Fri, May 23 2008, 12:52 GMT
by La Caixa Economic Research Dept.
«The situation where we are is between ice and fire. Ice has to do with the economic slowdown and fire has to do with inflation.» Dominique Strauss-Kahn, managing director of the International Monetary Fund, could not have been more graphic at the press conference prior to the Spring meetings of the IMF and the World Bank at the beginning of April. Following some years of extraordinary world growth, the analysts recognize that a time of slowdown has now begun. In the United States it is accepted that the economy has moved into recession. In Europe, the loss of drive is evident. In Spain, the drop in the growth profile has made it necessary to make a downward correction in forecasts for 2008.
In addition, inflation appears to have returned. Structural and cyclical factors lay behind the fact that a barrel of oil marked up new all-time highs in April. And that prices of basic foods (soy, rice, maize and wheat) have shot up in price over the past year. The inflation rate in the Euro Area in March (the latest figure available) showed the highest level since the launching of the euro in 1999. In Spain, growth of the consumer price index went to its highest level in 13 years. But the most disturbing problem is to be found in the developing countries. The increase in cost of foods basic to their diet could lead to increased poverty in broad segments of the population as well as in the emerging countries that are benefiting from globalization.

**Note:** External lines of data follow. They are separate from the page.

use crate::input::DeviceGuid;

/// Failures surfaced by the engine and the command channel.
///
/// Only `ChannelOpen` and `AlreadyRunning` ever reach the host as a failed
/// `start`. Everything raised inside a worker's poll/transcode/report cycle is
/// logged and counted, then dropped.
#[derive(Debug, thiserror::Error)]
pub enum EngineError {
    #[error("command channel is not open")]
    ChannelUnavailable,

    #[error("failed to open command channel: {0}")]
    ChannelOpen(#[source] std::io::Error),

    #[error("bus rejected {op} request")]
    ChannelWriteFailed {
        op: &'static str,
        #[source]
        source: Option<std::io::Error>,
    },

    #[error("device {0} is no longer attached")]
    DeviceVanished(DeviceGuid),

    #[error("engine is already running")]
    AlreadyRunning,

    #[error("slot {0} does not exist")]
    SlotOutOfRange(usize),

    #[error("slot {0} has no device")]
    SlotEmpty(usize),
}

pub type Result<T> = std::result::Result<T, EngineError>;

Ice and fire. Economic stagnation combined with high inflation. Is stagflation on its way back? This takes us back in time to the beginning of the Seventies. At that time, economists were convinced that unemployment and inflation developed in opposite directions. That is to say, a rise in unemployment and an excess of production capacity would lead to a drop in wages and the inflation rate. On the other hand, an increase in economic activity and corporate profits would sooner or later translate into higher wages and increases in prices. This opposing relation became known as the so-called “Phillips curve”, one of the analytical centre-pieces of macroeconomic thought derived from Keynesian theory dominant at that time.
Suddenly the curve fell apart. When the Arabian and other oil exporting countries decided to establish a cartel for their sales thus creating the first oil crisis at the end of 1973, the Western economies saw their growth slow down, with some going into recession, along with a rapid rise in unemployment and, at the same time, a sustained increased in the inflation rate. The restrictive policies scarcely managed to affect inflation rates and they ended up with increased unemployment. Expansionist policies scarcely had any effect on the unemployment rate while, on the other hand, they stimulated price increases. Some years were to pass before the experts were able to better understand the mechanisms that operate in relating unemployment and inflation and to design suitable policies to deal with those imbalances.
Can we establish parallels between the stagflation of the Seventies and Eighties and the current situation? In this issue of the Monthly Report we raise this question and sketch out some of the key factors that make it possible to differentiate and distinguish between the two situations. Furthermore, closely related to the problems of stagflation, we look at the dilemmas faced by the central banks and review the case of Japan, which remains an enigma ever since the collapse of its asset markets at the end of the Eighties. The verdict will not be easy but what we learn from the difficult period of stagflation should serve to avoid our once more falling into the same errors.